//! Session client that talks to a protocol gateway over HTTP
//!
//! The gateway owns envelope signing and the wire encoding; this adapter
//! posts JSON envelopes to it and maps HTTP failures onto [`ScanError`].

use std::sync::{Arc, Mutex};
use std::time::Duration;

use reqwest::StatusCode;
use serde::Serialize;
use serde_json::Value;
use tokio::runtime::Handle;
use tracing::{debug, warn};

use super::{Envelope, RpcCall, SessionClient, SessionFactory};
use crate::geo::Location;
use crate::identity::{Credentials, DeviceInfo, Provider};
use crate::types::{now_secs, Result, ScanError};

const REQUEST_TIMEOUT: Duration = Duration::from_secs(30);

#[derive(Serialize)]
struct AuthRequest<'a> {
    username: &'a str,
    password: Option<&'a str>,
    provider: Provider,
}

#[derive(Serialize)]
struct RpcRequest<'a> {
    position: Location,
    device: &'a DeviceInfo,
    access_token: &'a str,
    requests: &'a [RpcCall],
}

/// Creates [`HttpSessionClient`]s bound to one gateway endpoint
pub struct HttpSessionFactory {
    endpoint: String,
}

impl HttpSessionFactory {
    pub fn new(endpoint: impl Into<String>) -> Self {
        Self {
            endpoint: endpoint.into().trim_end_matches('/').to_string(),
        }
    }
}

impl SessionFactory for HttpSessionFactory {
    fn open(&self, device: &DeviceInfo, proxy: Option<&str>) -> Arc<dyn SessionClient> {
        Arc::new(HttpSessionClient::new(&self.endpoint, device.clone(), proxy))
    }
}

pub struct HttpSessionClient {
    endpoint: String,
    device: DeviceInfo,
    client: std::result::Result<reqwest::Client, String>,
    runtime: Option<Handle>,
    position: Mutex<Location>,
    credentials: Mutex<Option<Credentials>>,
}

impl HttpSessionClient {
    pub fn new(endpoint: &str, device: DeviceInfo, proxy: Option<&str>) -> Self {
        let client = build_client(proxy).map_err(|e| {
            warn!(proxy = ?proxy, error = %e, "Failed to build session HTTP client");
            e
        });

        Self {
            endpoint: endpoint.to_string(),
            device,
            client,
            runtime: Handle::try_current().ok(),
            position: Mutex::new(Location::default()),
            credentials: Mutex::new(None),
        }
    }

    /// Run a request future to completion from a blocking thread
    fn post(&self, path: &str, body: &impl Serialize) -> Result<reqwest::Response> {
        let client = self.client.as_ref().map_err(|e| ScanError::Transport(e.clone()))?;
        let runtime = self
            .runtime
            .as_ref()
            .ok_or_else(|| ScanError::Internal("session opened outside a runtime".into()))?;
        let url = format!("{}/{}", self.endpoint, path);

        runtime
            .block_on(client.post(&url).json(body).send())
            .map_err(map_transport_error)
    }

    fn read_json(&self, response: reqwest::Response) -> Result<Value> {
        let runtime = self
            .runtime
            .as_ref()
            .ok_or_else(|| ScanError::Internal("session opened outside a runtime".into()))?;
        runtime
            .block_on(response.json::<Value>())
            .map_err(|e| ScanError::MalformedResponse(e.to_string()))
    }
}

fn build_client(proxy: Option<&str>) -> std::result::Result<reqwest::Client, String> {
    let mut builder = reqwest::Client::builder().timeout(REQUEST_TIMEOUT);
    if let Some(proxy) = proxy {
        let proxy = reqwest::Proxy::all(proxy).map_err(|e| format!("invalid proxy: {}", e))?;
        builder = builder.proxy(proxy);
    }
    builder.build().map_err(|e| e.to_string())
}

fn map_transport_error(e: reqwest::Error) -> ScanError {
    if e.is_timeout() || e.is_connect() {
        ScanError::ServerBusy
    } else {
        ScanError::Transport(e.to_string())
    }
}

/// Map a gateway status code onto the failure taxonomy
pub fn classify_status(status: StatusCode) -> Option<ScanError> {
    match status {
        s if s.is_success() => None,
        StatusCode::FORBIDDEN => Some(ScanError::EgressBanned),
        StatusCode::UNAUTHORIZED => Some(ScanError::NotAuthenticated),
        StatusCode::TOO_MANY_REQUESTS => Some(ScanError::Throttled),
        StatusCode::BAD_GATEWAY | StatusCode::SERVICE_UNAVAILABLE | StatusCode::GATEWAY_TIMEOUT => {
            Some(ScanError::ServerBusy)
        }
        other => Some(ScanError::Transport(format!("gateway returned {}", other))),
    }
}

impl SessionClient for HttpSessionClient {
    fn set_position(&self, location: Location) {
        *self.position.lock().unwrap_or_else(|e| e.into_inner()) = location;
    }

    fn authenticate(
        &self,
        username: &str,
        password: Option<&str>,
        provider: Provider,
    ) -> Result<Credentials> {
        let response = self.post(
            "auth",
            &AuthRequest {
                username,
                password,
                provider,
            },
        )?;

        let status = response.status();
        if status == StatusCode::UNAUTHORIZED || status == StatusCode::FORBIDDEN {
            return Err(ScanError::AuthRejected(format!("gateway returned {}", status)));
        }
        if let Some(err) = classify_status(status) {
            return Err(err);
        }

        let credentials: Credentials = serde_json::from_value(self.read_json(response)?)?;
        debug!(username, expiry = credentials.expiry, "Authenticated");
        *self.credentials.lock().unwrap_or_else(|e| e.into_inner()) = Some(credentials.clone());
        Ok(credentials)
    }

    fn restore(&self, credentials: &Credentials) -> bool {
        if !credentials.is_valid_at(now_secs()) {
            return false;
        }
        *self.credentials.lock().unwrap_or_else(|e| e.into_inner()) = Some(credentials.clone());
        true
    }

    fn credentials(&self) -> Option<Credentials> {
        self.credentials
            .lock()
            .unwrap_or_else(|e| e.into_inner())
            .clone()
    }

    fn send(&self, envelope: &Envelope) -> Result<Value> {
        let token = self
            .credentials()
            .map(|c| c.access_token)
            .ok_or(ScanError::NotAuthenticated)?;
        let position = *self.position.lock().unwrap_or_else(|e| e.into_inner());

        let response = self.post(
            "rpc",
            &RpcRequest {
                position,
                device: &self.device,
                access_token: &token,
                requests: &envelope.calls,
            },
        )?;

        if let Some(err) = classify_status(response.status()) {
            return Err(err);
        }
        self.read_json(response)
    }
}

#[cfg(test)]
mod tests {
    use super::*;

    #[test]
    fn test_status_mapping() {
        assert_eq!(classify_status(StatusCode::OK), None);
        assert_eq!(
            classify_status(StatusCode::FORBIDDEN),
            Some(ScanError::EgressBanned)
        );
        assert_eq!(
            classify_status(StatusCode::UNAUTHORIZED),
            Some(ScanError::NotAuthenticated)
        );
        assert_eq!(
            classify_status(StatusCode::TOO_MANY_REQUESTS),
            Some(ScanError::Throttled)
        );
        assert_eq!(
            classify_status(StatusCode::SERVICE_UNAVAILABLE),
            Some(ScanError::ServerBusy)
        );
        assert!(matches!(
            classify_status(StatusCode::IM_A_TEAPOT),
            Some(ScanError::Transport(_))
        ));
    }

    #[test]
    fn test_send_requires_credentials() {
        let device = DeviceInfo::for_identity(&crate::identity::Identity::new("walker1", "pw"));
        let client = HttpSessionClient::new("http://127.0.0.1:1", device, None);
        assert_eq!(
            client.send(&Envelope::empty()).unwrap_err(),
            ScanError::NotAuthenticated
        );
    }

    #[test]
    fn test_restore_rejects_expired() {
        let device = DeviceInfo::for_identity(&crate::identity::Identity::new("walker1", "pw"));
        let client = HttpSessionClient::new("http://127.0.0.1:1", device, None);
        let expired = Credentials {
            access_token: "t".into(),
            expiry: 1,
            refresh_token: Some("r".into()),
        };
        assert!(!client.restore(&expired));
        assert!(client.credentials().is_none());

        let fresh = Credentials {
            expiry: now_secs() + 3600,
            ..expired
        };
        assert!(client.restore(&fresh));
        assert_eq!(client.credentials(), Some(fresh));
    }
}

# # # # #

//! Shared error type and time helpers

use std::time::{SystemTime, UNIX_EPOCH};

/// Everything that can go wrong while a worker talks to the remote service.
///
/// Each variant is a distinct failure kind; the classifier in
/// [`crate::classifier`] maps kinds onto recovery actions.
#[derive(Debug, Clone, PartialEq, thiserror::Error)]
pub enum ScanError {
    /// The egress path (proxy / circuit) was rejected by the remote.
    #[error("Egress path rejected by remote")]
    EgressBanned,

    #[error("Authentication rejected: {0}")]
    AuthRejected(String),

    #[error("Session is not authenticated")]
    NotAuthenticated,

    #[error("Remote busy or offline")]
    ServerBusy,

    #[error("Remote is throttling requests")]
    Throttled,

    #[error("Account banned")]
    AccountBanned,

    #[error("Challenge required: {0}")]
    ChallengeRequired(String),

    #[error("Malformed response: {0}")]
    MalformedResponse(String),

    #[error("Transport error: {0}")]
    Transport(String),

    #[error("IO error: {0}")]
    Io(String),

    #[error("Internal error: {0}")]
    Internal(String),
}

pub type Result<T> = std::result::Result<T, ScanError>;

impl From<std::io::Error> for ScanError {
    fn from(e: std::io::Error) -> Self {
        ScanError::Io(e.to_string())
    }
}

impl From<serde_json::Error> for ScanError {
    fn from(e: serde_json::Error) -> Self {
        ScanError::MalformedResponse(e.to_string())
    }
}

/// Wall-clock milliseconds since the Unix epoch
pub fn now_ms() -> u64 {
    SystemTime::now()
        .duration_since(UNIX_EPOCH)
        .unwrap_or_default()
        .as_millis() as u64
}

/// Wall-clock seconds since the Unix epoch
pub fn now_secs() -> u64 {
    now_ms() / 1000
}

# # # # #

■ ASSIGNMENT ■
What lines in the material include the string "builder"? Pull each one out.

■ EXERCISE OUTPUT ■
    let mut builder = reqwest::Client::builder().timeout(REQUEST_TIMEOUT);
        builder = builder.proxy(proxy);
    builder.build().map_err(|e| e.to_string())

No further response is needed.